Je pense qu’il faut n’avoir jamais vécu dans l’Est pour croire qu’un pont devant l’île d’Orléans serait considéré comme gagner du temps quand tu arrives de la Côte-Nord ou de la Gaspésie. Gaspé-Québec, c’est huit heures de route. Sept-Îles-Québec, huit heures de route, aussi.

Un camionneur qui doit faire Gaspé-Saguenay en aurait donc pour dix heures de route, en passant par Québec. Est-ce que le vingt minutes «économisé» avec un troisième lien à l’est aurait vraiment un impact sur une telle distance? C’est de l’économie de temps et d’argent de bout de chandelle.

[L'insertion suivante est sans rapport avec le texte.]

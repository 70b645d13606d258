use crate::matching::{normalize, FieldMatcher, MatchOutcome};
use crate::models::{
    keys, FieldCategory, FieldMatchResult, FieldSpec, ImageAnalysis, ImageExtraction, MatchRules,
    VerificationReport, VerificationStatus,
};
use crate::utils::VerifyError;
use log::debug;

pub struct VerificationScorer;

impl VerificationScorer {
    /// Aggregate per-field match results into category scores, gate booleans,
    /// an overall weighted score, and a status classification.
    ///
    /// Missing or empty field values are excluded from scoring, never treated
    /// as errors; an entirely empty `combined_text` yields a `failed` report.
    /// Only a malformed spec (empty key) raises, since that indicates a
    /// defect in the integration layer rather than data noise.
    pub fn score(
        fields: &[FieldSpec],
        combined_text: &str,
        per_image: &[ImageExtraction],
        rules: &MatchRules,
    ) -> Result<VerificationReport, VerifyError> {
        for spec in fields {
            if spec.key.trim().is_empty() {
                return Err(VerifyError::InvalidFieldSpec(format!(
                    "field '{}' has an empty key",
                    spec.label
                )));
            }
        }

        // Step 1: match every field that has a value
        let mut results = Vec::new();
        for spec in fields {
            if normalize(&spec.value).is_empty() {
                continue;
            }
            let outcome =
                FieldMatcher::match_field(combined_text, &spec.value, &spec.key, rules);
            results.push(Self::to_result(spec, outcome));
        }

        // Steps 2-4: category scores
        let identity_score = Self::category_mean(&results, FieldCategory::Identity);
        let address_score = Self::category_mean(&results, FieldCategory::Address);

        // Steps 5-6: critical-requirement gates
        let name_verified = Self::key_matched(&results, keys::FULL_NAME)
            || (Self::key_matched(&results, keys::FIRST_NAME)
                && Self::key_matched(&results, keys::LAST_NAME));
        let matched_address_fields = results
            .iter()
            .filter(|r| r.category == FieldCategory::Address && r.matched)
            .count();
        let address_verified =
            Self::key_matched(&results, keys::ADDRESS) || matched_address_fields >= 2;

        // Step 7: identity weighs more than address, since a name mismatch is
        // the stronger fraud signal
        let overall_score = (identity_score as f64 * rules.identity_weight
            + address_score as f64 * rules.address_weight)
            .round() as u32;

        // Step 8: status ladder, first match wins
        let status = if name_verified && address_verified && overall_score >= rules.verified_threshold
        {
            VerificationStatus::Verified
        } else if (name_verified || address_verified) && overall_score >= rules.partial_threshold {
            VerificationStatus::Partial
        } else {
            VerificationStatus::Failed
        };

        // Step 9: per-image evidence breakdown
        let image_analysis = Self::analyze_images(fields, per_image, rules);

        let avg_ocr_confidence = if per_image.is_empty() {
            0
        } else {
            let sum: u32 = per_image.iter().map(|img| img.ocr_confidence).sum();
            (sum as f64 / per_image.len() as f64).round() as u32
        };
        let processed_images = per_image.iter().filter(|img| !img.failed).count();

        debug!(
            "scored verification: status={} overall={} identity={} address={}",
            status, overall_score, identity_score, address_score
        );

        Ok(VerificationReport {
            fields: results,
            identity_score,
            address_score,
            overall_score,
            name_verified,
            address_verified,
            status,
            image_analysis,
            avg_ocr_confidence,
            total_images: per_image.len(),
            processed_images,
        })
    }

    fn to_result(spec: &FieldSpec, outcome: MatchOutcome) -> FieldMatchResult {
        FieldMatchResult {
            label: spec.label.clone(),
            value: spec.value.clone(),
            key: spec.key.clone(),
            required: spec.required,
            category: spec.category,
            matched: outcome.matched,
            confidence: outcome.confidence,
            evidence: outcome.evidence,
        }
    }

    fn category_mean(results: &[FieldMatchResult], category: FieldCategory) -> u32 {
        let confidences: Vec<u32> = results
            .iter()
            .filter(|r| r.category == category)
            .map(|r| r.confidence)
            .collect();
        if confidences.is_empty() {
            return 0;
        }
        (confidences.iter().sum::<u32>() as f64 / confidences.len() as f64).round() as u32
    }

    fn key_matched(results: &[FieldMatchResult], key: &str) -> bool {
        results.iter().any(|r| r.key == key && r.matched)
    }

    /// Re-run the matcher per image for a name pseudo-field and an address
    /// pseudo-field, so a reviewer can see which physical document actually
    /// carried the identifying information.
    fn analyze_images(
        fields: &[FieldSpec],
        per_image: &[ImageExtraction],
        rules: &MatchRules,
    ) -> Vec<ImageAnalysis> {
        let name_value = Self::field_value(fields, keys::FULL_NAME).unwrap_or_else(|| {
            let first = Self::field_value(fields, keys::FIRST_NAME).unwrap_or_default();
            let last = Self::field_value(fields, keys::LAST_NAME).unwrap_or_default();
            format!("{} {}", first, last).trim().to_string()
        });
        let address_value = Self::field_value(fields, keys::ADDRESS).unwrap_or_default();

        per_image
            .iter()
            .map(|img| {
                let has_name = !name_value.is_empty()
                    && FieldMatcher::match_field(&img.text, &name_value, keys::FULL_NAME, rules)
                        .matched;
                let has_address = !address_value.is_empty()
                    && FieldMatcher::match_field(&img.text, &address_value, keys::ADDRESS, rules)
                        .matched;
                ImageAnalysis {
                    label: img.label.clone(),
                    has_name,
                    has_address,
                    ocr_confidence: img.ocr_confidence,
                    failed: img.failed,
                }
            })
            .collect()
    }

    fn field_value(fields: &[FieldSpec], key: &str) -> Option<String> {
        fields
            .iter()
            .find(|f| f.key == key && !f.value.trim().is_empty())
            .map(|f| f.value.clone())
    }
}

Toutefois, si le camionneur pouvait prendre la traverse Rimouski-Forestville, il pourrait gagner une heure (en plus d’une pause de conduite sur la traverse). Là, ça commence à être profitable.

Où je veux en venir avec tout ça? On a présentement trois régions très dépendantes d’un traversier qui peut visiblement tomber en panne souvent. Et malgré des années de pannes et de problèmes, la STQ et le gouvernement ont niaisé avant de prendre un plan B dans l’urgence (et de se faire avoir).

Donc, d’un côté, on a un gouvernement qui n’a vraiment pas la note de passage pour la gestion de ce lien majeur de l’Est-du-Québec et, d’un autre côté, on a un argument de développement économique pour l’Est avec un pont à Québec, comme si ça allait avoir un impact au-delà de Montmagny.

Si j’étais encore un Nord-Côtier (mon coeur l’est encore), j’aurais l’impression de me faire niaiser. En cas de panne du traversier, bien franchement, la présence d’un autre pont à Québec ou non ne change pas grand-chose au problème.

Si vous sondez des gens qui habitent le Bas-Saint-Laurent, la Gaspésie ou la Côte-Nord, ils voudront un traversier fiable, déjà, bien avant un autre pont à Québec. Et plusieurs vont même ajouter qu’ils aimeraient ça qu’il y ait une autre traverse à longueur d’année et de plus grande capacité dans l’Est. Un deuxième lien fluvial. Pas seulement pour palier lorsqu’un bateau a besoin de réparations, mais aussi pour faciliter les transports dans l’Est. Parce qu’en plus de souvent tomber en panne, la traverse Matane-Baie-Comeau-Godbout est bien à l’est. Il y a quand même 400 km entre Matane et Québec, une autre traverse au milieu, ça faciliterait bien des choses.

Un nouveau pont à Québec, peu importe où dans la ville, ne changera pas grand-chose pour le Bas-Saint-Laurent, la Gaspésie et la Côte-Nord. Le vendre comme une infrastructure pour l’Est, c’est étiré l’élastique pas mal fort. Mais un nouveau traversier fiable, à Rivière-du-Loup, par exemple, là, on parle. Ça, ça viendrait soutenir l’économie de l’Est et faciliterait les liens entre les régions de l’Est, y compris le Saguenay. Ça permettrait aux gens de plusieurs régions d’éviter de faire un détour par Matane ou par Québec afin de traverser le fleuve. Et si j’étire moi aussi l’élastique, peut-être même que ça diminuerait le nombre de camions sur le pont Pierre-Laporte!

D’ailleurs, la traverse de Rivière-du-Loup a doublé son achalandage en décembre, avant d’arrêter pour l’hiver. Pendant les déboires de Matane-Baie-Comeau-Godbout, comme par hasard…

Je dis tout ça comme si on était dans un brainstorm. C’est juste que je pense que les gens de l’Est-du-Québec sont un peu tannés d’être coincé dans un vaudeville.